**What is expected:** Return the data below exactly, stopping after the line with "pub fn consumed(&self)".

▬▬▬▬▬▬

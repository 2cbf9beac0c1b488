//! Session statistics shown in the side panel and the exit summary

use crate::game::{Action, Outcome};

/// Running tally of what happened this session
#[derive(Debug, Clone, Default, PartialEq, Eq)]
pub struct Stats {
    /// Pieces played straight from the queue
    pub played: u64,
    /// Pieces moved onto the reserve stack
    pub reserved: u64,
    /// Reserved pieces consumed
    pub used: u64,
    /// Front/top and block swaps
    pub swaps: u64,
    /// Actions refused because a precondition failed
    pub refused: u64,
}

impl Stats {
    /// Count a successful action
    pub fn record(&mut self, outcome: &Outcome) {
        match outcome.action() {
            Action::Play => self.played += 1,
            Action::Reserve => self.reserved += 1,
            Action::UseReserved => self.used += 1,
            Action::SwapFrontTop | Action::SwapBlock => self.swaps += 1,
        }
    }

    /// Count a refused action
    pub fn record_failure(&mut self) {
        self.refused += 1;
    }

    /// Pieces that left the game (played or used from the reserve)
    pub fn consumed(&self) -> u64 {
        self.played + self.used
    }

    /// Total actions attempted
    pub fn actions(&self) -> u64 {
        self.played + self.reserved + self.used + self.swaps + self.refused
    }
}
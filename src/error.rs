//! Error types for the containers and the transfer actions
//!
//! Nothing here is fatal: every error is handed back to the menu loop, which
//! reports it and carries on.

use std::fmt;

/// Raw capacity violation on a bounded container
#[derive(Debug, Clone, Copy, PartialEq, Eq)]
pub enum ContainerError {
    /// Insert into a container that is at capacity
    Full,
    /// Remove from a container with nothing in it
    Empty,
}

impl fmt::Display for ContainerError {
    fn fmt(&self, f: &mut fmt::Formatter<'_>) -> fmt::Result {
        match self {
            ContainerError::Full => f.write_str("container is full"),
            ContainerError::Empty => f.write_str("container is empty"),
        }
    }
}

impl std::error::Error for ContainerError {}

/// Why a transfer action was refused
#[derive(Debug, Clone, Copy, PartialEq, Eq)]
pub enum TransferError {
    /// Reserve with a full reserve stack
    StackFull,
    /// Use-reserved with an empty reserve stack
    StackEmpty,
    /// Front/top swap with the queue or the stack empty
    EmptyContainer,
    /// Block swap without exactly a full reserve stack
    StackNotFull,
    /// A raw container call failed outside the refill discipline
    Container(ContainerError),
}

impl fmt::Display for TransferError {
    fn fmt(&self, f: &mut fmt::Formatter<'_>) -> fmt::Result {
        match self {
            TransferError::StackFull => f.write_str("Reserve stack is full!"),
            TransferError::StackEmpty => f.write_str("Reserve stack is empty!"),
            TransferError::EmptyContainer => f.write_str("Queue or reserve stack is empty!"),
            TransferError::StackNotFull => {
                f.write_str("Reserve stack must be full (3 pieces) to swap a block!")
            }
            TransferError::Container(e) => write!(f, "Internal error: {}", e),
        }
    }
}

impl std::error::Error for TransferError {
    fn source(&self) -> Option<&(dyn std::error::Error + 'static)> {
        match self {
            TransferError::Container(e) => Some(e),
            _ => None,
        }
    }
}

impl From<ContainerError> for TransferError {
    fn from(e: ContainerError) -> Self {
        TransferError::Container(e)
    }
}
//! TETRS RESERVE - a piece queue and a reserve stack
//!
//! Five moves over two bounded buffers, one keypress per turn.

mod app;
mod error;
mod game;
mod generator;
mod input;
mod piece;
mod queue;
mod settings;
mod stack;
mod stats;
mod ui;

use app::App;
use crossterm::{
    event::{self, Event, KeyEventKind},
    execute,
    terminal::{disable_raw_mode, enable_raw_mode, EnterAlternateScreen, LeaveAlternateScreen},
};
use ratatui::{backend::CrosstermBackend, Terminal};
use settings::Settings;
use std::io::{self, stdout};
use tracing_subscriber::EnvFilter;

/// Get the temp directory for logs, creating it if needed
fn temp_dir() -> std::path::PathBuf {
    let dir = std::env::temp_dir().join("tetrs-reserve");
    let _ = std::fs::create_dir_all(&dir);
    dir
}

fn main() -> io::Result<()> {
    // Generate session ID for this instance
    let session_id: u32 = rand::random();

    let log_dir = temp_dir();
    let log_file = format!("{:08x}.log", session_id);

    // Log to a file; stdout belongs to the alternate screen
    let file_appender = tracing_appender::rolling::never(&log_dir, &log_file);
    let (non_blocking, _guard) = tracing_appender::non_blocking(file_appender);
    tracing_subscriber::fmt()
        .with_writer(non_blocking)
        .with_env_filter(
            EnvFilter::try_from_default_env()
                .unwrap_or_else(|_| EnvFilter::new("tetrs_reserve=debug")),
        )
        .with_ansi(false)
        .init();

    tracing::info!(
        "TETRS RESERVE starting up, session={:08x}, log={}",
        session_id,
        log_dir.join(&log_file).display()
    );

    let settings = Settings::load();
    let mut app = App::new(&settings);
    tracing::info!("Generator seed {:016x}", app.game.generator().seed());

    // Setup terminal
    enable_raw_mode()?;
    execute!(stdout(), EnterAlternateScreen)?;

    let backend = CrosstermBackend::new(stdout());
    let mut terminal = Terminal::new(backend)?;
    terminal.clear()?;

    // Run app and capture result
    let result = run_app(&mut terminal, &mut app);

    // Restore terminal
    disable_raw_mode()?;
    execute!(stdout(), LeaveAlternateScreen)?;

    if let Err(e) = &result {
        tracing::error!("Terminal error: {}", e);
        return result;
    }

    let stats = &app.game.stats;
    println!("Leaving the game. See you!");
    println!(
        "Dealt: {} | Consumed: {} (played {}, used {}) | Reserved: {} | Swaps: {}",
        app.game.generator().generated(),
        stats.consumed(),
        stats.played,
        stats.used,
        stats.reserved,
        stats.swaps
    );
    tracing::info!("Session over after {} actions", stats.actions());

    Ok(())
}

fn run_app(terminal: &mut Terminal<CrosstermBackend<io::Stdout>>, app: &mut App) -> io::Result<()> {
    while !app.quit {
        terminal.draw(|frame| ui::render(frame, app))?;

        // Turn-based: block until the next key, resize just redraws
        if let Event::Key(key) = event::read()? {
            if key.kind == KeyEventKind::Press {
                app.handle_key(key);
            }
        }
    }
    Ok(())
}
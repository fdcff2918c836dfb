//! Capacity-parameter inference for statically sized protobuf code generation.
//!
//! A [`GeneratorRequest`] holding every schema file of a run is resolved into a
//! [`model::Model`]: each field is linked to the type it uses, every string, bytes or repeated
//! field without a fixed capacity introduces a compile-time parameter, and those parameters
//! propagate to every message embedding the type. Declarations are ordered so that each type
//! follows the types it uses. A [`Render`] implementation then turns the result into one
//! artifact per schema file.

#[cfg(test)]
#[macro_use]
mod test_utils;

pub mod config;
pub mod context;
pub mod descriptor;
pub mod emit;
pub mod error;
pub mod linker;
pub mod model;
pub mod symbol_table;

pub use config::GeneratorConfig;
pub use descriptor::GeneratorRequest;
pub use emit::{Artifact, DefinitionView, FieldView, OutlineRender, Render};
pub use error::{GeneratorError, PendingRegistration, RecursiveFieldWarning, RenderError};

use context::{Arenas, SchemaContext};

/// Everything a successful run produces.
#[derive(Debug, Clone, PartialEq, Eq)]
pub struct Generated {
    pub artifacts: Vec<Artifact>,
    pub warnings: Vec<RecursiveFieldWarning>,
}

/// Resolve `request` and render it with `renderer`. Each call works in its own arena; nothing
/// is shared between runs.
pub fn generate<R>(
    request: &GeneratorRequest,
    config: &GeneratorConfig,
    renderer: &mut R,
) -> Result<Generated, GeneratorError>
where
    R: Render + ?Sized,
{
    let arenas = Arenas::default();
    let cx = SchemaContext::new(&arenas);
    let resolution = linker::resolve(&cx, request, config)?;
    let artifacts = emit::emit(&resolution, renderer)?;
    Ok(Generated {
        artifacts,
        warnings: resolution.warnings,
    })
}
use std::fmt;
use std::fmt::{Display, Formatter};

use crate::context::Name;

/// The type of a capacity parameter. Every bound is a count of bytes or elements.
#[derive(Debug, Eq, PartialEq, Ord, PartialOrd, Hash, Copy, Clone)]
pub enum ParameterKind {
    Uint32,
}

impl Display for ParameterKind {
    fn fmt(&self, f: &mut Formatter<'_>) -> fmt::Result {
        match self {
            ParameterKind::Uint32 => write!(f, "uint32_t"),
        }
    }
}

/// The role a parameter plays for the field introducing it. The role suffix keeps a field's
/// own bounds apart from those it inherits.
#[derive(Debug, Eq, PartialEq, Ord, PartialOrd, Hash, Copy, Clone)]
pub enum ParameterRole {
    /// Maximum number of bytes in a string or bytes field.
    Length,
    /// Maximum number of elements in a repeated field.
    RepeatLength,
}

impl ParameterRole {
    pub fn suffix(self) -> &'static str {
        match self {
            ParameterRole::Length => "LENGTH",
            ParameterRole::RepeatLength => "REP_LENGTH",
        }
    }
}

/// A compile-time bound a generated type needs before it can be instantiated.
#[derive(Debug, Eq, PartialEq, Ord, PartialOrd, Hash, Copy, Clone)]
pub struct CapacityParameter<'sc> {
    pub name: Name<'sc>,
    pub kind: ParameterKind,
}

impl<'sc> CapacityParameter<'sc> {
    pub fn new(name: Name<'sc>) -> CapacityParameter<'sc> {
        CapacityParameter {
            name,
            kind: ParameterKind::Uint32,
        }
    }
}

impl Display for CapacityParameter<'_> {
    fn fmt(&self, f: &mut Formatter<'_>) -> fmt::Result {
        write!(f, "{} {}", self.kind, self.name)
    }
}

▬▬▬▬▬▬

**Answer to this problem:**
repository 2cbf9beac0c1b488
//! Session statistics shown in the side panel and the exit summary

use crate::game::{Action, Outcome};

/// Running tally of what happened this session
#[derive(Debug, Clone, Default, PartialEq, Eq)]
pub struct Stats {
    /// Pieces played straight from the queue
    pub played: u64,
    /// Pieces moved onto the reserve stack
    pub reserved: u64,
    /// Reserved pieces consumed
    pub used: u64,
    /// Front/top and block swaps
    pub swaps: u64,
    /// Actions refused because a precondition failed
    pub refused: u64,
}

impl Stats {
    /// Count a successful action
    pub fn record(&mut self, outcome: &Outcome) {
        match outcome.action() {
            Action::Play => self.played += 1,
            Action::Reserve => self.reserved += 1,
            Action::UseReserved => self.used += 1,
            Action::SwapFrontTop | Action::SwapBlock => self.swaps += 1,
        }
    }

    /// Count a refused action
    pub fn record_failure(&mut self) {
        self.refused += 1;
    }

    /// Pieces that left the game (played or used from the reserve)
    pub fn consumed(&self) -> u64 {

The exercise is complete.